▶ **Problem statement**
Would you copy each line of the records that includes the word "pairs"?

- - -

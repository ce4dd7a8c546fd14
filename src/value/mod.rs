//! Dynamic values flowing through template evaluation.
//!
//! A [`Value`] is what an environment holds and what every expression
//! evaluates to. The coercions here (string, number, truthiness, equality)
//! are the ones compiled templates were generated against, so their output
//! must stay byte-for-byte stable.

mod coerce;

#[cfg(test)]
mod tests;

pub use coerce::{format_number, parse_number};
pub(crate) use coerce::parse_radix;

use crate::error::{Error, Result};
use crate::filters::{FILTERS, Filter};
use serde::{Deserialize, Serialize};
use std::borrow::Cow;
use std::collections::BTreeMap;
use std::fmt;

/// A dynamically typed template value.
///
/// Environments are usually built from JSON or YAML through the serde
/// conversions; `Filters` and `Filter` only ever appear during evaluation.
#[derive(Debug, Clone, PartialEq, Default, Serialize, Deserialize)]
#[serde(from = "serde_json::Value", into = "serde_json::Value")]
pub enum Value {
    #[default]
    Undefined,
    Null,
    Bool(bool),
    Number(f64),
    String(String),
    Array(Vec<Value>),
    Object(BTreeMap<String, Value>),
    /// The filter library bound into the expression scope.
    Filters,
    /// A single filter, obtained by reading a member of the filter library.
    Filter(Filter),
}

/// Result of reading a property from a value.
#[derive(Debug)]
pub(crate) enum Lookup<'a> {
    /// The property is stored in the value itself.
    Found(&'a Value),
    /// The property is derived (a length, a string index, a filter).
    Computed(Value),
    Missing,
}

impl Value {
    /// Create an object value from key/value pairs.
    pub fn object<I, K, V>(pairs: I) -> Self
    where
        I: IntoIterator<Item = (K, V)>,
        K: Into<String>,
        V: Into<Value>,
    {
        Value::Object(
            pairs
                .into_iter()
                .map(|(k, v)| (k.into(), v.into()))
                .collect(),
        )
    }

    /// Coerce to a string.
    ///
    /// Strings are borrowed; everything else is formatted: numbers without a
    /// trailing `.0`, arrays joined with `,` (null and undefined elements
    /// become empty), plain objects as `[object Object]`.
    pub fn coerce_string(&self) -> Cow<'_, str> {
        match self {
            Value::String(s) => Cow::Borrowed(s),
            Value::Undefined => Cow::Borrowed("undefined"),
            Value::Null => Cow::Borrowed("null"),
            Value::Bool(true) => Cow::Borrowed("true"),
            Value::Bool(false) => Cow::Borrowed("false"),
            Value::Number(n) => Cow::Owned(format_number(*n)),
            Value::Array(items) => Cow::Owned(
                items
                    .iter()
                    .map(|item| match item {
                        Value::Undefined | Value::Null => Cow::Borrowed(""),
                        other => other.coerce_string(),
                    })
                    .collect::<Vec<_>>()
                    .join(","),
            ),
            Value::Object(_) | Value::Filters => Cow::Borrowed("[object Object]"),
            Value::Filter(filter) => {
                Cow::Owned(format!("function {}() {{ [native code] }}", filter.name()))
            }
        }
    }

    /// Coerce to a number. Unparseable input yields NaN.
    pub fn coerce_number(&self) -> f64 {
        match self {
            Value::Undefined => f64::NAN,
            Value::Null => 0.0,
            Value::Bool(b) => f64::from(u8::from(*b)),
            Value::Number(n) => *n,
            Value::String(s) => parse_number(s),
            Value::Array(_) => parse_number(&self.coerce_string()),
            Value::Object(_) | Value::Filters | Value::Filter(_) => f64::NAN,
        }
    }

    /// Whether the value counts as true in a condition.
    pub fn is_truthy(&self) -> bool {
        match self {
            Value::Undefined | Value::Null => false,
            Value::Bool(b) => *b,
            Value::Number(n) => *n != 0.0 && !n.is_nan(),
            Value::String(s) => !s.is_empty(),
            Value::Array(_) | Value::Object(_) | Value::Filters | Value::Filter(_) => true,
        }
    }

    /// The `typeof` name of the value.
    pub fn type_name(&self) -> &'static str {
        match self {
            Value::Undefined => "undefined",
            Value::Bool(_) => "boolean",
            Value::Number(_) => "number",
            Value::String(_) => "string",
            Value::Filter(_) => "function",
            Value::Null | Value::Array(_) | Value::Object(_) | Value::Filters => "object",
        }
    }

    /// Reduce composite values to their string form; primitives pass through.
    pub fn to_primitive(&self) -> Cow<'_, Value> {
        match self {
            Value::Array(_) | Value::Object(_) | Value::Filters | Value::Filter(_) => {
                Cow::Owned(Value::String(self.coerce_string().into_owned()))
            }
            _ => Cow::Borrowed(self),
        }
    }

    /// Strict equality: same type and same value. NaN is never equal to
    /// itself; containers compare structurally.
    pub fn strict_equals(&self, other: &Value) -> bool {
        self == other
    }

    /// Loose equality with type coercion between primitives.
    pub fn loose_equals(&self, other: &Value) -> bool {
        use Value::*;
        match (self, other) {
            (Undefined | Null, Undefined | Null) => true,
            (Undefined | Null, _) | (_, Undefined | Null) => false,
            (Number(a), String(_)) => *a == other.coerce_number(),
            (String(_), Number(b)) => self.coerce_number() == *b,
            (Bool(_), _) => Number(self.coerce_number()).loose_equals(other),
            (_, Bool(_)) => self.loose_equals(&Number(other.coerce_number())),
            (Array(_) | Object(_) | Filters | Filter(_), String(_) | Number(_))
            | (String(_) | Number(_), Array(_) | Object(_) | Filters | Filter(_)) => {
                self.to_primitive().loose_equals(&other.to_primitive())
            }
            _ => self.strict_equals(other),
        }
    }

    /// Read a named property.
    ///
    /// Reading from `undefined` or `null` is a type error; any other missing
    /// property is [`Lookup::Missing`].
    pub(crate) fn lookup(&self, key: &str) -> Result<Lookup<'_>> {
        let found = match self {
            Value::Undefined | Value::Null => {
                return Err(Error::Type(format!(
                    "Cannot read properties of {} (reading '{}')",
                    self.coerce_string(),
                    key
                )));
            }
            Value::Object(map) => map.get(key).map(Lookup::Found),
            Value::Array(items) => {
                if key == "length" {
                    Some(Lookup::Computed(Value::Number(items.len() as f64)))
                } else {
                    array_index(key)
                        .and_then(|i| items.get(i))
                        .map(Lookup::Found)
                }
            }
            Value::String(s) => {
                if key == "length" {
                    Some(Lookup::Computed(Value::Number(
                        s.encode_utf16().count() as f64
                    )))
                } else {
                    array_index(key)
                        .and_then(|i| s.encode_utf16().nth(i))
                        .map(|unit| Lookup::Computed(Value::String(String::from_utf16_lossy(&[unit]))))
                }
            }
            Value::Filters => FILTERS
                .get(key)
                .map(|filter| Lookup::Computed(Value::Filter(filter))),
            Value::Filter(filter) if key == "name" => {
                Some(Lookup::Computed(Value::String(filter.name().to_string())))
            }
            Value::Bool(_) | Value::Number(_) | Value::Filter(_) => None,
        };
        Ok(found.unwrap_or(Lookup::Missing))
    }
}

/// Parse a canonical array index ("0", "17"; not "01" or "+1").
fn array_index(key: &str) -> Option<usize> {
    let index: usize = key.parse().ok()?;
    (index.to_string() == key).then_some(index)
}

impl fmt::Display for Value {
    fn fmt(&self, f: &mut fmt::Formatter<'_>) -> fmt::Result {
        f.write_str(&self.coerce_string())
    }
}

impl From<serde_json::Value> for Value {
    fn from(value: serde_json::Value) -> Self {
        match value {
            serde_json::Value::Null => Value::Null,
            serde_json::Value::Bool(b) => Value::Bool(b),
            serde_json::Value::Number(n) => Value::Number(n.as_f64().unwrap_or(f64::NAN)),
            serde_json::Value::String(s) => Value::String(s),
            serde_json::Value::Array(items) => {
                Value::Array(items.into_iter().map(Value::from).collect())
            }
            serde_json::Value::Object(map) => Value::Object(
                map.into_iter().map(|(k, v)| (k, Value::from(v))).collect(),
            ),
        }
    }
}

impl From<Value> for serde_json::Value {
    fn from(value: Value) -> Self {
        match value {
            Value::Undefined | Value::Null | Value::Filters | Value::Filter(_) => {
                serde_json::Value::Null
            }
            Value::Bool(b) => serde_json::Value::Bool(b),
            Value::Number(n) if n.fract() == 0.0 && n.abs() < 9_007_199_254_740_992.0 => {
                serde_json::Value::from(n as i64)
            }
            Value::Number(n) => serde_json::Number::from_f64(n)
                .map(serde_json::Value::Number)
                .unwrap_or(serde_json::Value::Null),
            Value::String(s) => serde_json::Value::String(s),
            Value::Array(items) => {
                serde_json::Value::Array(items.into_iter().map(Into::into).collect())
            }
            Value::Object(map) => {
                serde_json::Value::Object(map.into_iter().map(|(k, v)| (k, v.into())).collect())
            }
        }
    }
}

impl From<&str> for Value {
    fn from(s: &str) -> Self {
        Value::String(s.to_string())
    }
}

impl From<String> for Value {
    fn from(s: String) -> Self {
        Value::String(s)
    }
}

impl From<f64> for Value {
    fn from(n: f64) -> Self {
        Value::Number(n)
    }
}

impl From<i64> for Value {
    fn from(n: i64) -> Self {
        Value::Number(n as f64)
    }
}

impl From<bool> for Value {
    fn from(b: bool) -> Self {
        Value::Bool(b)
    }
}

impl<T: Into<Value>> From<Vec<T>> for Value {
    fn from(items: Vec<T>) -> Self {
        Value::Array(items.into_iter().map(Into::into).collect())
    }
}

- - -

▶ **Result of this task**
    /// Create an object value from key/value pairs.
    pub fn object<I, K, V>(pairs: I) -> Self
            pairs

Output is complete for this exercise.